A total of 202,665 people received a diagnosis in the two countries in 2017, which is equivalent to 23 people every hour, according to Diabetes UK analysis.
The figures demonstrate the “frightening speed” at which the number of people with the condition is rising – fuelled by the UK’s obesity crisis, the charity said.
Of the new Type 2 diagnoses in 2017, 192,245 were in England and 10,420 were in Wales.
Type 2 diabetes is a largely preventable condition, which can lead to sight loss, stroke, kidney failure and loss of limbs.
Being overweight or obese puts an individual at greater risk of developing the condition.
The number of people living with all types of diabetes in the UK has reached 4.7 million, according to figures released by Diabetes UK in February.
By 2030, this is predicted to rise to 5.5 million.

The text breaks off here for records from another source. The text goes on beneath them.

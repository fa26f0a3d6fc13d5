//! Loading coordinate files from disk

use std::io::Write;
use symspmv::{load, SparseMatrixCSR, SpmvError};
use tempfile::NamedTempFile;

fn write_file(content: &str) -> NamedTempFile {
    let mut file = NamedTempFile::new().unwrap();
    write!(file, "{}", content).unwrap();
    file.flush().unwrap();
    file
}

#[test]
fn test_dimensions_match_header() {
    let file = write_file("%%MatrixMarket matrix coordinate real symmetric\n\
                           5 5 2\n\
                           1 1 1.0\n\
                           4 2 3.0\n");

    let matrix = SparseMatrixCSR::from_file(file.path()).unwrap();
    assert_eq!(matrix.row_count(), 5);
    assert_eq!(matrix.col_count(), 5);
    assert_eq!(matrix.row_offsets().len(), 6);
    assert_eq!(matrix.nnz(), 3);
}

#[test]
fn test_symmetric_three_by_three() {
    let file = write_file("3 3 3\n1 1 4.0\n2 1 2.0\n3 3 5.0\n");
    let matrix = load(file.path()).unwrap();

    assert_eq!(matrix.get(0, 1), 2.0);
    assert_eq!(matrix.get(1, 0), 2.0);
    assert!(matrix.is_symmetric());
    assert_eq!(matrix.multiply(&[1.0, 1.0, 1.0]).unwrap(), vec![6.0, 2.0, 5.0]);
}

#[test]
fn test_diagonal_only() {
    let file = write_file("3 3 3\n1 1 2.0\n2 2 3.0\n3 3 4.0\n");
    let matrix = load(file.path()).unwrap();

    assert_eq!(matrix.nnz(), 3);
    assert_eq!(matrix.multiply(&[1.0, 2.0, 3.0]).unwrap(), vec![2.0, 6.0, 12.0]);
}

#[test]
fn test_upper_triangle_input() {
    let lower = load(write_file("3 3 2\n3 1 1.5\n2 2 1.0\n").path()).unwrap();
    let upper = load(write_file("3 3 2\n1 3 1.5\n2 2 1.0\n").path()).unwrap();

    assert_eq!(lower, upper);
}

#[test]
fn test_rows_sorted_after_load() {
    let file = write_file("4 4 5\n4 1 1.0\n2 1 2.0\n3 1 3.0\n1 1 4.0\n4 3 5.0\n");
    let matrix = load(file.path()).unwrap();

    for i in 0..matrix.row_count() {
        let cols: Vec<usize> = matrix.row_iter(i).map(|(c, _)| c).collect();
        assert!(cols.windows(2).all(|w| w[0] <= w[1]), "row {} unsorted: {:?}", i, cols);
    }
    assert_eq!(matrix.row_iter(0).map(|(c, _)| c).collect::<Vec<_>>(), vec![0, 1, 2, 3]);
}

#[test]
fn test_duplicates_are_kept_and_summed() {
    // (2,1) given explicitly twice, and its mirror given as well
    let file = write_file("2 2 3\n2 1 1.0\n2 1 2.0\n1 2 4.0\n");
    let matrix = load(file.path()).unwrap();

    assert_eq!(matrix.nnz(), 6);
    assert_eq!(matrix.col_indices(), &[1, 1, 1, 0, 0, 0]);
    assert_eq!(matrix.values(), &[1.0, 2.0, 4.0, 1.0, 2.0, 4.0]);
    assert_eq!(matrix.multiply(&[1.0, 1.0]).unwrap(), vec![7.0, 7.0]);
}

#[test]
fn test_comments_and_blanks_do_not_change_result() {
    let plain = write_file("3 3 3\n1 1 4.0\n2 1 2.0\n3 2 5.0\n");
    let commented = write_file("% leading comment\n\n%another\n3 3 3\n\
                                % between header and data\n1 1 4.0\n\n\
                                2 1 2.0\n%\n\n3 2 5.0\n% trailing\n");

    assert_eq!(load(plain.path()).unwrap(), load(commented.path()).unwrap());
}

#[test]
fn test_missing_file() {
    let dir = tempfile::tempdir().unwrap();
    let path = dir.path().join("does-not-exist.mtx");

    let err = load(&path).unwrap_err();
    assert!(matches!(err, SpmvError::FileOpen { .. }));
    assert!(!err.is_format_error());
}

#[test]
fn test_malformed_header() {
    let file = write_file("% header has two numbers\n3 3\n1 1 1.0\n");
    let err = load(file.path()).unwrap_err();

    assert!(matches!(err, SpmvError::HeaderFormat { line: 2, .. }));
    assert!(err.is_format_error());
}

#[test]
fn test_malformed_data_line() {
    let file = write_file("3 3 2\n1 1 1.0\n2 1\n");
    let err = load(file.path()).unwrap_err();

    assert!(matches!(err, SpmvError::DataFormat { line: 3, .. }));
}

#[test]
fn test_entry_outside_matrix() {
    let file = write_file("2 2 1\n2 5 1.0\n");
    let err = load(file.path()).unwrap_err();

    assert!(matches!(
        err,
        SpmvError::IndexOutOfBounds { line: 2, row: 2, col: 5, n_rows: 2, n_cols: 2 }
    ));
}

#[test]
fn test_unreadable_line_reports_line_number() {
    let mut file = NamedTempFile::new().unwrap();
    file.write_all(b"% banner\n2 2 2\n1 1 1.0\n2 1 \xfe\xff\n").unwrap();
    file.flush().unwrap();

    let err = load(file.path()).unwrap_err();
    assert!(matches!(err, SpmvError::Read { line: 4, .. }));
    assert!(err.to_string().starts_with("read error at line 4"));
    assert!(!err.is_format_error());
}

#[test]
fn test_declared_nnz_larger_than_memory() {
    let file = write_file("2 2 18446744073709551615\n1 1 1.0\n");
    let matrix = load(file.path()).unwrap();

    assert_eq!(matrix.row_count(), 2);
    assert_eq!(matrix.multiply(&[2.0, 5.0]).unwrap(), vec![2.0, 0.0]);
}

#[test]
fn test_header_only() {
    let file = write_file("4 4 0\n");
    let matrix = load(file.path()).unwrap();

    assert_eq!(matrix.nnz(), 0);
    assert_eq!(matrix.multiply(&[1.0; 4]).unwrap(), vec![0.0; 4]);
}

Action must also be taken to tackle the obesity epidemic, which has contributed to the riseChris Askew, Diabetes UK
“One person being diagnosed every three minutes illustrates the frightening speed at which the number of people living with Type 2 diabetes is increasing,” said Chris Askew, chief executive of Diabetes UK.

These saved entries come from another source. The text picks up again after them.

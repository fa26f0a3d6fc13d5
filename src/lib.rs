//! # symspmv: symmetric sparse matrix-vector multiplication
//!
//! Loads a symmetric matrix stored as one triangle in a coordinate
//! (MatrixMarket-like) text file, expands it into Compressed Sparse Row
//! form and multiplies it by dense vectors.
//!
//! ## Overview
//!
//! - **Loader** ([`loader`]): parses the file, mirrors off-diagonal entries
//!   and builds the CSR arrays with each row sorted by column.
//! - **CSR store** ([`SparseMatrixCSR`]): immutable once built; exposes the
//!   dimensions and the multiply kernels.
//! - **Parallel kernel** ([`parallel`]): splits rows across a rayon pool
//!   while keeping per-row summation order, so results match the
//!   sequential kernel exactly.
//!
//! ## Usage
//!
//! ```
//! use std::io::Cursor;
//! use symspmv::loader::read_matrix;
//!
//! let text = "% lower triangle\n3 3 3\n1 1 4.0\n2 1 2.0\n3 3 5.0\n";
//! let a = read_matrix(Cursor::new(text)).unwrap();
//!
//! assert_eq!(a.row_count(), 3);
//! assert_eq!(a.multiply(&[1.0, 1.0, 1.0]).unwrap(), vec![6.0, 2.0, 5.0]);
//! ```
//!
//! Files are loaded with [`SparseMatrixCSR::from_file`] or [`load`], and
//! large products can be scheduled with [`SpmvConfig`]:
//!
//! ```no_run
//! use symspmv::{SparseMatrixCSR, SpmvConfig};
//!
//! let a = SparseMatrixCSR::from_file("matrix.mtx")?;
//! let x = vec![1.0; a.col_count()];
//! let y = a.multiply_with_config(&x, &SpmvConfig::default())?;
//! # Ok::<(), symspmv::SpmvError>(())
//! ```

pub mod error;
pub mod loader;
pub mod matrix;
pub mod parallel;
pub mod utils;

// Re-export primary components
pub use error::{Result, SpmvError};
pub use loader::{load, read_matrix};
pub use matrix::{ExecutionStrategy, SparseMatrixCSR, SpmvConfig, SymmetricAssembler};
pub use utils::{from_sprs_csr, to_sprs_csr};

/// Version information for the library
pub const VERSION: &str = env!("CARGO_PKG_VERSION");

“However, three in five cases of Type 2 diabetes can be prevented or delayed by eating well, being active and achieving a healthy weight, meaning there is hope for the future.”
He added: “Action must also be taken to tackle the obesity epidemic, which has contributed to the rise of Type 2 diabetes.

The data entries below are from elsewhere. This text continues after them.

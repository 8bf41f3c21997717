use super::{BatchContext, EpochLogs, Hook, HookKind, TrainContext};
use crate::config::UpdateFreq;
use crate::error::TrainingResult;
use crate::model::Model;
use chrono::Utc;
use serde::{Deserialize, Serialize};
use std::fs::{File, OpenOptions};
use std::io::{BufWriter, Write};
use std::path::PathBuf;
use tracing::debug;

/// One scalar sample in the metrics event log.
#[derive(Debug, Clone, PartialEq, Serialize, Deserialize)]
pub struct ScalarEvent {
    pub wall_time: f64,
    pub step: u64,
    pub tag: String,
    pub value: f64,
}

/// Writes scalar events (`events.jsonl`) to the run's metrics log directory.
/// Each training run starts the file afresh.
pub struct MetricsLogHook {
    path: PathBuf,
    update_freq: UpdateFreq,
    writer: Option<BufWriter<File>>,
}

impl MetricsLogHook {
    #[must_use]
    pub fn new(path: PathBuf, update_freq: UpdateFreq) -> Self {
        Self { path, update_freq, writer: None }
    }

    fn write_scalar(&mut self, step: u64, tag: String, value: f64) -> TrainingResult<()> {
        let writer = match self.writer.take() {
            Some(writer) => writer,
            None => self.open(false)?,
        };
        let writer = self.writer.insert(writer);

        let event = ScalarEvent { wall_time: wall_time(), step, tag, value };
        serde_json::to_writer(&mut *writer, &event)?;
        writer.write_all(b"\n")?;
        Ok(())
    }

    fn open(&self, truncate: bool) -> TrainingResult<BufWriter<File>> {
        if let Some(parent) = self.path.parent() {
            std::fs::create_dir_all(parent)?;
        }
        let mut options = OpenOptions::new();
        if truncate {
            options.write(true).truncate(true);
        } else {
            options.append(true);
        }
        let file = options.create(true).open(&self.path)?;
        Ok(BufWriter::new(file))
    }

    fn flush(&mut self) -> TrainingResult<()> {
        if let Some(writer) = self.writer.as_mut() {
            writer.flush()?;
        }
        Ok(())
    }
}

fn wall_time() -> f64 {
    Utc::now().timestamp_micros() as f64 / 1e6
}

impl Hook for MetricsLogHook {
    fn kind(&self) -> HookKind {
        HookKind::MetricsLog
    }

    fn on_train_begin(&mut self, ctx: &TrainContext) -> TrainingResult<()> {
        debug!(path = %self.path.display(), epochs = ctx.epochs, "opening metrics log");
        self.writer = Some(self.open(true)?);
        Ok(())
    }

    fn on_batch_end(&mut self, ctx: &BatchContext) -> TrainingResult<()> {
        if self.update_freq == UpdateFreq::Batch {
            self.write_scalar(ctx.global_step as u64, "batch_loss".to_string(), ctx.loss)?;
        }
        Ok(())
    }

    fn on_epoch_end(&mut self, epoch: usize, logs: &mut EpochLogs, _model: &mut dyn Model) -> TrainingResult<()> {
        for (name, value) in logs.iter() {
            self.write_scalar(epoch as u64, format!("epoch_{name}"), *value)?;
        }
        self.flush()
    }

    fn on_train_end(&mut self) -> TrainingResult<()> {
        self.flush()?;
        self.writer = None;
        Ok(())
    }
}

“While we encourage everyone to eat more healthily and move more, it’s equally important that the Government tackle our obesogenic environment, and make the healthy choice the easy choice.”
Dr Partha Kar, associate clinical director for diabetes for NHS England said: “These figures underline the importance of wider action on obesity prevention, and confirm the importance of the action set out in the NHS Long Term Plan.
“This includes expanding the NHS Type 2 Diabetes Prevention Programme so that 200,000 people every year can benefit, and introducing a pilot of very low calorie diets that have been shown to put Type 2 diabetes into remission in a significant proportion of those that already have it.”
The Diabetes UK analysis uses data from the NHS Digital National Diabetes Audit.